(Entries shown begins)

#[cfg(test)]
mod tests {
    use super::*;
    use chrono::NaiveDate;
    use xbrl_core::XbrlError;

    fn date(y: i32, m: u32, d: u32) -> NaiveDate {
        NaiveDate::from_ymd_opt(y, m, d).unwrap()
    }

    fn quarter(tag: &str, end: NaiveDate, value: f64, filed: NaiveDate) -> Fact {
        let start = end - chrono::Duration::days(90);
        Fact::new(tag, "USD", end, value)
            .with_start(start)
            .with_form("10-Q")
            .with_filed(filed)
    }

    fn year(tag: &str, end: NaiveDate, value: f64, filed: NaiveDate) -> Fact {
        let start = end - chrono::Duration::days(364);
        Fact::new(tag, "USD", end, value)
            .with_start(start)
            .with_form("10-K")
            .with_filed(filed)
    }

    fn revenue_tags() -> Vec<&'static str> {
        vec!["Revenues", "SalesRevenueNet"]
    }

    #[test]
    fn test_priority_example() {
        let facts = FactSet::new()
            .with_fact(
                "us-gaap",
                Fact::new("Revenues", "USD", date(2024, 3, 31), 100.0)
                    .with_start(date(2024, 1, 1))
                    .with_form("10-Q")
                    .with_filed(date(2024, 4, 20)),
            )
            .with_fact(
                "us-gaap",
                Fact::new("SalesRevenueNet", "USD", date(2024, 3, 31), 95.0)
                    .with_start(date(2024, 1, 1))
                    .with_form("10-Q")
                    .with_filed(date(2024, 4, 18)),
            );

        let series = stitch("revenue", &facts, &revenue_tags(), &StitchOptions::default());

        assert_eq!(series.len(), 1);
        let row = series.get(date(2024, 3, 31)).unwrap();
        assert_eq!(row.fact.value, 100.0);
        assert_eq!(row.fact.tag, "Revenues");
        assert_eq!(row.rank, 0);
    }

    #[test]
    fn test_priority_beats_recency() {
        // The lower-priority tag was filed later; it must still lose.
        let end = date(2024, 3, 31);
        let facts = FactSet::new()
            .with_fact("us-gaap", quarter("Revenues", end, 100.0, date(2024, 4, 20)))
            .with_fact("us-gaap", quarter("SalesRevenueNet", end, 95.0, date(2024, 9, 1)));

        let series = stitch("revenue", &facts, &revenue_tags(), &StitchOptions::quarterly());
        assert_eq!(series.len(), 1);
        assert_eq!(series.rows()[0].fact.value, 100.0);
    }

    #[test]
    fn test_recency_tie_break() {
        let end = date(2024, 3, 31);
        let facts = FactSet::new()
            .with_fact("us-gaap", quarter("Revenues", end, 98.0, date(2024, 4, 10)))
            .with_fact("us-gaap", quarter("Revenues", end, 100.0, date(2024, 4, 20)));

        let series = stitch("revenue", &facts, &revenue_tags(), &StitchOptions::default());
        assert_eq!(series.len(), 1);
        assert_eq!(series.rows()[0].fact.value, 100.0);
        assert_eq!(series.rows()[0].fact.filed, Some(date(2024, 4, 20)));
    }

    #[test]
    fn test_missing_filed_date_loses_tie() {
        let end = date(2024, 3, 31);
        let mut undated = quarter("Revenues", end, 1.0, date(2024, 4, 10));
        undated.filed = None;
        let facts = FactSet::new()
            .with_fact("us-gaap", undated)
            .with_fact("us-gaap", quarter("Revenues", end, 2.0, date(2024, 4, 10)));

        let series = stitch("revenue", &facts, &revenue_tags(), &StitchOptions::default());
        assert_eq!(series.rows()[0].fact.value, 2.0);
    }

    #[test]
    fn test_one_row_per_period_end_sorted_descending() {
        let mut facts = FactSet::new();
        let ends = [date(2023, 3, 31), date(2023, 6, 30), date(2023, 9, 30), date(2023, 12, 31)];
        for (i, end) in ends.iter().enumerate() {
            // Restated in a later filing, and again under the older tag
            facts.insert("us-gaap", quarter("Revenues", *end, i as f64, date(2024, 1, 1)));
            facts.insert("us-gaap", quarter("Revenues", *end, i as f64 + 0.5, date(2024, 6, 1)));
            facts.insert("us-gaap", quarter("SalesRevenueNet", *end, -1.0, date(2025, 1, 1)));
        }

        let series = stitch("revenue", &facts, &revenue_tags(), &StitchOptions::quarterly());

        assert_eq!(series.len(), ends.len());
        let mut seen = HashSet::new();
        for row in &series {
            assert!(seen.insert(row.fact.end), "duplicate period end {}", row.fact.end);
            assert_eq!(row.fact.tag, "Revenues");
            assert_eq!(row.fact.filed, Some(date(2024, 6, 1)));
        }
        let returned: Vec<_> = series.iter().map(|r| r.fact.end).collect();
        let mut expected = ends.to_vec();
        expected.reverse();
        assert_eq!(returned, expected);
        assert_eq!(series.date_range(), Some((date(2023, 3, 31), date(2023, 12, 31))));
    }

    #[test]
    fn test_stitches_across_tag_eras() {
        // Older periods only exist under the older tag.
        let facts = FactSet::new()
            .with_fact("us-gaap", year("SalesRevenueNet", date(2016, 12, 31), 10.0, date(2017, 2, 1)))
            .with_fact("us-gaap", year("SalesRevenueNet", date(2017, 12, 31), 20.0, date(2018, 2, 1)))
            .with_fact("us-gaap", year("Revenues", date(2018, 12, 31), 30.0, date(2019, 2, 1)));

        let series = stitch("revenue", &facts, &revenue_tags(), &StitchOptions::annual());
        let tags: Vec<_> = series.iter().map(|r| r.fact.tag.as_str()).collect();
        assert_eq!(tags, vec!["Revenues", "SalesRevenueNet", "SalesRevenueNet"]);
    }

    #[test]
    fn test_period_filter_excludes_unclassified() {
        let end = date(2024, 6, 30);
        let half_year = Fact::new("Revenues", "USD", end, 50.0)
            .with_start(end - chrono::Duration::days(200))
            .with_form("10-Q");
        let facts = FactSet::new().with_fact("us-gaap", half_year);

        assert!(stitch("revenue", &facts, &revenue_tags(), &StitchOptions::quarterly()).is_empty());
        assert!(stitch("revenue", &facts, &revenue_tags(), &StitchOptions::annual()).is_empty());

        // Unfiltered view keeps it
        let all = stitch("revenue", &facts, &revenue_tags(), &StitchOptions::default());
        assert_eq!(all.len(), 1);
        assert_eq!(all.rows()[0].period, PeriodClass::Unclassified);
    }

    #[test]
    fn test_fallback_is_opt_in() {
        let facts = FactSet::new()
            .with_fact("us-gaap", year("Revenues", date(2023, 12, 31), 400.0, date(2024, 2, 1)));

        let strict = stitch("revenue", &facts, &revenue_tags(), &StitchOptions::quarterly());
        assert!(strict.is_empty());

        let lenient = stitch(
            "revenue",
            &facts,
            &revenue_tags(),
            &StitchOptions::quarterly().with_fallback(true),
        );
        assert_eq!(lenient.len(), 1);
        assert_eq!(lenient.rows()[0].period, PeriodClass::Annual);
    }

    #[test]
    fn test_instant_facts_classified_by_form() {
        let facts = FactSet::new()
            .with_fact(
                "us-gaap",
                Fact::new("Assets", "USD", date(2023, 12, 31), 9.0).with_form("10-K"),
            )
            .with_fact(
                "us-gaap",
                Fact::new("Assets", "USD", date(2024, 3, 31), 10.0).with_form("10-Q"),
            );

        let annual = stitch("total_assets", &facts, &["Assets"], &StitchOptions::annual());
        assert_eq!(annual.len(), 1);
        assert_eq!(annual.rows()[0].fact.value, 9.0);

        let quarterly = stitch("total_assets", &facts, &["Assets"], &StitchOptions::quarterly());
        assert_eq!(quarterly.len(), 1);
        assert_eq!(quarterly.rows()[0].fact.value, 10.0);
    }

    #[test]
    fn test_units_never_merged() {
        let end = date(2024, 3, 31);
        let start = date(2024, 1, 1);
        let facts = FactSet::new()
            .with_fact(
                "us-gaap",
                Fact::new("EarningsPerShareBasic", "USD/shares", end, 0.5).with_start(start),
            )
            .with_fact(
                "us-gaap",
                Fact::new("EarningsPerShareBasic", "shares", date(2023, 12, 31), 1e9)
                    .with_start(date(2023, 10, 1)),
            );

        let series = stitch(
            "eps_basic",
            &facts,
            &["EarningsPerShareBasic"],
            &StitchOptions::default(),
        );
        assert_eq!(series.len(), 1);
        assert_eq!(series.rows()[0].fact.unit, "USD/shares");
    }

    #[test]
    fn test_unit_preference_is_configurable() {
        let end = date(2024, 3, 31);
        let facts = FactSet::new()
            .with_fact("us-gaap", Fact::new("Revenues", "CAD", end, 130.0))
            .with_fact("us-gaap", Fact::new("Revenues", "USD", end, 100.0));

        let usd = stitch("revenue", &facts, &["Revenues"], &StitchOptions::default());
        assert_eq!(usd.rows()[0].fact.value, 100.0);

        let cad = stitch(
            "revenue",
            &facts,
            &["Revenues"],
            &StitchOptions::default().with_units(["CAD"]),
        );
        assert_eq!(cad.rows()[0].fact.value, 130.0);
    }

    #[test]
    fn test_taxonomy_preference() {
        let end = date(2024, 3, 31);
        let facts = FactSet::new()
            .with_fact("ifrs-full", Fact::new("Revenue", "USD", end, 7.0));

        let series = stitch("revenue", &facts, &["Revenue"], &StitchOptions::default());
        assert_eq!(series.len(), 1);

        let gaap_only = StitchOptions::default().with_taxonomies(["us-gaap"]);
        assert!(stitch("revenue", &facts, &["Revenue"], &gaap_only).is_empty());
    }

    #[test]
    fn test_empty_is_not_error() {
        let catalog = TagCatalog::standard();
        let facts = FactSet::new()
            .with_fact("us-gaap", Fact::new("Assets", "USD", date(2024, 3, 31), 1.0));

        let series = stitch_concept(&catalog, &facts, "revenue", &StitchOptions::quarterly()).unwrap();
        assert!(series.is_empty());
        assert_eq!(series.concept, "revenue");
        assert_eq!(series.latest(), None);
    }

    #[test]
    fn test_unknown_concept() {
        let catalog = TagCatalog::standard();
        let result = stitch_concept(&catalog, &FactSet::new(), "gmv", &StitchOptions::default());
        assert!(matches!(result, Err(XbrlError::UnknownConcept(_))));
    }

    #[test]
    fn test_stitch_many_checks_keys_first() {
        let catalog = TagCatalog::standard();
        let facts = FactSet::new()
            .with_fact("us-gaap", quarter("Revenues", date(2024, 3, 31), 1.0, date(2024, 5, 1)))
            .with_fact("us-gaap", quarter("NetIncomeLoss", date(2024, 3, 31), 0.1, date(2024, 5, 1)));

        let all = stitch_many(&catalog, &facts, &["revenue", "net_income", "capex"], &StitchOptions::quarterly())
            .unwrap();
        assert_eq!(all.len(), 3);
        assert_eq!(all["revenue"].len(), 1);
        assert_eq!(all["net_income"].len(), 1);
        assert!(all["capex"].is_empty());

        assert!(matches!(
            stitch_many(&catalog, &facts, &["revenue", "gmv"], &StitchOptions::quarterly()),
            Err(XbrlError::UnknownConcept(_))
        ));
    }

    #[test]
    fn test_duplicate_and_empty_tags_ignored() {
        let end = date(2024, 3, 31);
        let facts = FactSet::new()
            .with_fact("us-gaap", quarter("SalesRevenueNet", end, 95.0, date(2024, 4, 18)));

        let series = stitch(
            "revenue",
            &facts,
            &["", "Revenues", "Revenues", "SalesRevenueNet"],
            &StitchOptions::default(),
        );
        assert_eq!(series.rows()[0].rank, 1);
    }

    #[test]
    fn test_truncated() {
        let mut facts = FactSet::new();
        for m in [3, 6, 9, 12] {
            let end = NaiveDate::from_ymd_opt(2023, m, if m == 6 || m == 9 { 30 } else { 31 }).unwrap();
            facts.insert("us-gaap", quarter("Revenues", end, f64::from(m), date(2024, 1, 1)));
        }
        let series = stitch("revenue", &facts, &["Revenues"], &StitchOptions::default()).truncated(2);
        assert_eq!(series.len(), 2);
        assert_eq!(series.latest().unwrap().fact.value, 12.0);
    }
}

(Entries shown ends)

- Work item: Look through the entries above and report the number of lines that contain "result". Write only the number.

- Response: 2